### Work request
An exact copy of the listing below is required.

#### Source records

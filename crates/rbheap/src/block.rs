//! Block headers, boundary tags and offset arithmetic.
//!
//! Every block starts with a one-word header holding the block's total size
//! (header word included) and three status bits in the low bits that the
//! alignment keeps clear:
//!
//! ```text
//!   v-- most significant bit          v-- least significant bit
//!   +------------------------+--------+--------+--------+
//!   | size (multiple of 8)   |  red   |  left  | alloc  |
//!   |                        |        |  alloc |        |
//!   +------------------------+--------+--------+--------+
//! ```
//!
//! A free block mirrors its header into its last word (the footer), which is
//! how the right neighbor finds the start of a free left neighbor. While a
//! block is allocated, the footer word belongs to the client.

use core::fmt;

use bitflags::bitflags;
use derive_more::IsVariant;

/// Alignment of every block size and payload offset.
pub const ALIGNMENT: usize = 8;

/// Size of one machine word: a header, footer or link field.
pub const WORD: usize = size_of::<usize>();

/// Largest request `malloc` and `realloc` accept.
pub const MAX_REQUEST_SIZE: usize = 1 << 30;

/// Smallest block the allocator ever creates.
///
/// A free block must be able to hold its header, the four tree/chain link
/// words and its footer.
pub const MIN_BLOCK_SIZE: usize = heap_align(6 * WORD);

/// Bytes reserved at the end of the arena for the sentinel.
///
/// The sentinel carries a header plus the four link words of a tree node, but
/// it is never free and thus has no footer.
pub const SENTINEL_WIDTH: usize = heap_align(5 * WORD);

/// Smallest arena [`Heap::init`](crate::Heap::init) accepts.
pub const MIN_HEAP_SIZE: usize = MIN_BLOCK_SIZE + SENTINEL_WIDTH;

const SIZE_MASK: usize = !(ALIGNMENT - 1);

const _: () = assert!(ALIGNMENT.is_power_of_two() && ALIGNMENT >= WORD);
const _: () = assert!(ALIGNMENT >= 8, "three status bits must fit below the size");

/// Rounds `request` up to the next multiple of [`ALIGNMENT`].
///
/// Saturates at the largest aligned `usize` instead of overflowing, so the
/// function is idempotent over its whole domain.
///
/// # Examples
///
/// ```
/// use rbheap::heap_align;
///
/// assert_eq!(heap_align(13), 16);
/// assert_eq!(heap_align(16), 16);
/// assert_eq!(heap_align(heap_align(99)), heap_align(99));
/// ```
#[must_use]
pub const fn heap_align(request: usize) -> usize {
    request.saturating_add(ALIGNMENT - 1) & SIZE_MASK
}

bitflags! {
    /// Status bits packed below the size in a header.
    #[derive(Debug, Clone, Copy, PartialEq, Eq)]
    pub(crate) struct Status: usize {
        /// The block belongs to a client.
        const ALLOCATED = 0b001;
        /// The block immediately to the left is allocated (or this is the
        /// first block).
        const LEFT_ALLOCATED = 0b010;
        /// The block is a red tree node. Only meaningful while free.
        const RED = 0b100;
    }
}

/// Tree node color of a free block.
#[derive(Debug, Clone, Copy, PartialEq, Eq, IsVariant)]
pub(crate) enum Color {
    Black,
    Red,
}

/// A decoded header (or footer) word.
#[derive(Clone, Copy, PartialEq, Eq)]
pub(crate) struct Header(usize);

impl fmt::Debug for Header {
    fn fmt(&self, f: &mut fmt::Formatter<'_>) -> fmt::Result {
        f.debug_struct("Header")
            .field("size", &self.size())
            .field("status", &self.status())
            .finish()
    }
}

impl Header {
    #[must_use]
    pub(crate) const fn new(size: usize, status: Status) -> Self {
        debug_assert!(size & !SIZE_MASK == 0, "block size must be aligned");
        Self(size | status.bits())
    }

    #[must_use]
    pub(crate) const fn from_raw(raw: usize) -> Self {
        Self(raw)
    }

    #[must_use]
    pub(crate) const fn raw(self) -> usize {
        self.0
    }

    #[must_use]
    pub(crate) const fn size(self) -> usize {
        self.0 & SIZE_MASK
    }

    #[must_use]
    pub(crate) const fn status(self) -> Status {
        Status::from_bits_truncate(self.0)
    }

    #[must_use]
    pub(crate) const fn is_allocated(self) -> bool {
        self.status().contains(Status::ALLOCATED)
    }

    #[must_use]
    pub(crate) const fn is_left_allocated(self) -> bool {
        self.status().contains(Status::LEFT_ALLOCATED)
    }

    #[must_use]
    pub(crate) const fn is_left_free(self) -> bool {
        !self.is_left_allocated()
    }

    #[must_use]
    pub(crate) const fn color(self) -> Color {
        if self.status().contains(Status::RED) {
            Color::Red
        } else {
            Color::Black
        }
    }

    #[must_use]
    pub(crate) const fn with(self, status: Status) -> Self {
        Self(self.0 | status.bits())
    }

    #[must_use]
    pub(crate) const fn without(self, status: Status) -> Self {
        Self(self.0 & !status.bits())
    }

    #[must_use]
    pub(crate) const fn with_color(self, color: Color) -> Self {
        match color {
            Color::Red => self.with(Status::RED),
            Color::Black => self.without(Status::RED),
        }
    }
}

/// Offset of the block that starts right after `block`.
#[must_use]
pub(crate) const fn right_neighbor(block: usize, size: usize) -> usize {
    block + size
}

/// Offset of the footer word of a block of `size` bytes.
#[must_use]
pub(crate) const fn footer_of(block: usize, size: usize) -> usize {
    block + size - WORD
}

/// Offset of the first payload byte of `block`.
#[must_use]
pub(crate) const fn to_payload(block: usize) -> usize {
    block + WORD
}

/// Offset of the block owning the payload at `payload`.
#[must_use]
pub(crate) const fn to_block(payload: usize) -> usize {
    payload - WORD
}

/// Payload bytes available to the client in a block of `size` bytes.
#[must_use]
pub(crate) const fn payload_capacity(size: usize) -> usize {
    size - WORD
}

#[cfg_attr(coverage_nightly, coverage(off))]
#[cfg(test)]
mod tests {
    use super::*;

    #[test]
    fn test_align() {
        for i in 0..10 {
            for size in (ALIGNMENT * i + 1)..=(ALIGNMENT * (i + 1)) {
                assert_eq!(heap_align(size), ALIGNMENT * (i + 1));
            }
        }
        assert_eq!(heap_align(0), 0);
    }

    #[test]
    fn test_align_saturates() {
        let top = heap_align(usize::MAX);
        assert_eq!(top % ALIGNMENT, 0);
        assert_eq!(heap_align(top), top);
    }

    #[test]
    fn test_header_packing() {
        let header = Header::new(96, Status::LEFT_ALLOCATED | Status::RED);
        assert_eq!(header.size(), 96);
        assert!(!header.is_allocated());
        assert!(header.is_left_allocated());
        assert!(header.color().is_red());

        let header = header.with(Status::ALLOCATED).with_color(Color::Black);
        assert_eq!(header.size(), 96);
        assert!(header.is_allocated());
        assert!(header.color().is_black());

        let header = header.without(Status::LEFT_ALLOCATED);
        assert!(header.is_left_free());
        assert_eq!(Header::from_raw(header.raw()), header);
    }

    #[test]
    fn test_navigation() {
        assert_eq!(right_neighbor(64, 48), 112);
        assert_eq!(footer_of(64, 48), 112 - WORD);
        assert_eq!(to_block(to_payload(64)), 64);
        assert_eq!(payload_capacity(MIN_BLOCK_SIZE), MIN_BLOCK_SIZE - WORD);
    }

    #[test]
    fn test_geometry() {
        assert_eq!(MIN_BLOCK_SIZE % ALIGNMENT, 0);
        assert!(MIN_BLOCK_SIZE >= 6 * WORD);
        assert!(SENTINEL_WIDTH >= 5 * WORD);
    }
}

########

### Written reply
filename crates/rbheap/src/block.rs
//! Block headers, boundary tags and offset arithmetic.
//!
//! Every block starts with a one-word header holding the block's total size
//! (header word included) and three status bits in the low bits that the
//! alignment keeps clear:
//!
//! ```text
//!   v-- most significant bit          v-- least significant bit
//!   +------------------------+--------+--------+--------+
//!   | size (multiple of 8)   |  red   |  left  | alloc  |
//!   |                        |        |  alloc |        |
//!   +------------------------+--------+--------+--------+
//! ```
//!
//! A free block mirrors its header into its last word (the footer), which is
//! how the right neighbor finds the start of a free left neighbor. While a
//! block is allocated, the footer word belongs to the client.

use core::fmt;

use bitflags::bitflags;
use derive_more::IsVariant;

/// Alignment of every block size and payload offset.
pub const ALIGNMENT: usize = 8;

/// Size of one machine word: a header, footer or link field.
pub const WORD: usize = size_of::<usize>();

/// Largest request `malloc` and `realloc` accept.
pub const MAX_REQUEST_SIZE: usize = 1 << 30;

/// Smallest block the allocator ever creates.
///
/// A free block must be able to hold its header, the four tree/chain link
/// words and its footer.
pub const MIN_BLOCK_SIZE: usize = heap_align(6 * WORD);

/// Bytes reserved at the end of the arena for the sentinel.
///
/// The sentinel carries a header plus the four link words of a tree node, but
/// it is never free and thus has no footer.
pub const SENTINEL_WIDTH: usize = heap_align(5 * WORD);

/// Smallest arena [`Heap::init`](crate::Heap::init) accepts.
pub const MIN_HEAP_SIZE: usize = MIN_BLOCK_SIZE + SENTINEL_WIDTH;

const SIZE_MASK: usize = !(ALIGNMENT - 1);

const _: () = assert!(ALIGNMENT.is_power_of_two() && ALIGNMENT >= WORD);
const _: () = assert!(ALIGNMENT >= 8, "three status bits must fit below the size");

/// Rounds `request` up to the next multiple of [`ALIGNMENT`].
///
/// Saturates at the largest aligned `usize` instead of overflowing, so the
/// function is idempotent over its whole domain.
///
/// # Examples
///
/// ```
/// use rbheap::heap_align;
///
/// assert_eq!(heap_align(13), 16);
/// assert_eq!(heap_align(16), 16);
/// assert_eq!(heap_align(heap_align(99)), heap_align(99));
/// ```
#[must_use]
pub const fn heap_align(request: usize) -> usize {
    request.saturating_add(ALIGNMENT - 1) & SIZE_MASK
}

bitflags! {
    /// Status bits packed below the size in a header.
    #[derive(Debug, Clone, Copy, PartialEq, Eq)]
    pub(crate) struct Status: usize {
        /// The block belongs to a client.
        const ALLOCATED = 0b001;
        /// The block immediately to the left is allocated (or this is the
        /// first block).
        const LEFT_ALLOCATED = 0b010;
        /// The block is a red tree node. Only meaningful while free.
        const RED = 0b100;
    }
}

/// Tree node color of a free block.
#[derive(Debug, Clone, Copy, PartialEq, Eq, IsVariant)]
pub(crate) enum Color {
    Black,
    Red,
}

/// A decoded header (or footer) word.
#[derive(Clone, Copy, PartialEq, Eq)]
pub(crate) struct Header(usize);

impl fmt::Debug for Header {
    fn fmt(&self, f: &mut fmt::Formatter<'_>) -> fmt::Result {
        f.debug_struct("Header")
            .field("size", &self.size())
            .field("status", &self.status())
            .finish()
    }
}

impl Header {
    #[must_use]
    pub(crate) const fn new(size: usize, status: Status) -> Self {
        debug_assert!(size & !SIZE_MASK == 0, "block size must be aligned");
        Self(size | status.bits())
    }

    #[must_use]
    pub(crate) const fn from_raw(raw: usize) -> Self {
        Self(raw)
    }

    #[must_use]
    pub(crate) const fn raw(self) -> usize {
        self.0
    }

    #[must_use]
    pub(crate) const fn size(self) -> usize {
        self.0 & SIZE_MASK
    }

    #[must_use]
    pub(crate) const fn status(self) -> Status {
        Status::from_bits_truncate(self.0)
    }

    #[must_use]
    pub(crate) const fn is_allocated(self) -> bool {
        self.status().contains(Status::ALLOCATED)
    }

    #[must_use]
    pub(crate) const fn is_left_allocated(self) -> bool {
        self.status().contains(Status::LEFT_ALLOCATED)
    }

    #[must_use]
    pub(crate) const fn is_left_free(self) -> bool {
        !self.is_left_allocated()
    }

    #[must_use]
    pub(crate) const fn color(self) -> Color {
        if self.status().contains(Status::RED) {
            Color::Red
        } else {
            Color::Black
        }
    }

    #[must_use]
    pub(crate) const fn with(self, status: Status) -> Self {
        Self(self.0 | status.bits())
    }

    #[must_use]
    pub(crate) const fn without(self, status: Status) -> Self {
        Self(self.0 & !status.bits())
    }

    #[must_use]
    pub(crate) const fn with_color(self, color: Color) -> Self {
        match color {
            Color::Red => self.with(Status::RED),
            Color::Black => self.without(Status::RED),
        }
    }
}

/// Offset of the block that starts right after `block`.
#[must_use]
pub(crate) const fn right_neighbor(block: usize, size: usize) -> usize {
    block + size
}

/// Offset of the footer word of a block of `size` bytes.
#[must_use]
pub(crate) const fn footer_of(block: usize, size: usize) -> usize {
    block + size - WORD
}

/// Offset of the first payload byte of `block`.
#[must_use]
pub(crate) const fn to_payload(block: usize) -> usize {
    block + WORD
}

/// Offset of the block owning the payload at `payload`.
#[must_use]
pub(crate) const fn to_block(payload: usize) -> usize {
    payload - WORD
}

/// Payload bytes available to the client in a block of `size` bytes.
#[must_use]
pub(crate) const fn payload_capacity(size: usize) -> usize {
    size - WORD
}

#[cfg_attr(coverage_nightly, coverage(off))]
#[cfg(test)]
mod tests {
    use super::*;

    #[test]
    fn test_align() {
        for i in 0..10 {
            for size in (ALIGNMENT * i + 1)..=(ALIGNMENT * (i + 1)) {
                assert_eq!(heap_align(size), ALIGNMENT * (i + 1));
            }
        }
        assert_eq!(heap_align(0), 0);
    }

    #[test]
    fn test_align_saturates() {
        let top = heap_align(usize::MAX);
        assert_eq!(top % ALIGNMENT, 0);
        assert_eq!(heap_align(top), top);
    }

    #[test]
    fn test_header_packing() {
        let header = Header::new(96, Status::LEFT_ALLOCATED | Status::RED);
        assert_eq!(header.size(), 96);
        assert!(!header.is_allocated());
        assert!(header.is_left_allocated());
        assert!(header.color().is_red());

        let header = header.with(Status::ALLOCATED).with_color(Color::Black);
        assert_eq!(header.size(), 96);
        assert!(header.is_allocated());
        assert!(header.color().is_black());

        let header = header.without(Status::LEFT_ALLOCATED);
        assert!(header.is_left_free());
        assert_eq!(Header::from_raw(header.raw()), header);
    }

    #[test]
    fn test_navigation() {
        assert_eq!(right_neighbor(64, 48), 112);
        assert_eq!(footer_of(64, 48), 112 - WORD);
        assert_eq!(to_block(to_payload(64)), 64);
        assert_eq!(payload_capacity(MIN_BLOCK_SIZE), MIN_BLOCK_SIZE - WORD);
    }

    #[test]
    fn test_geometry() {
        assert_eq!(MIN_BLOCK_SIZE % ALIGNMENT, 0);
        assert!(MIN_BLOCK_SIZE >= 6 * WORD);
        assert!(SENTINEL_WIDTH >= 5 * WORD);
    }
}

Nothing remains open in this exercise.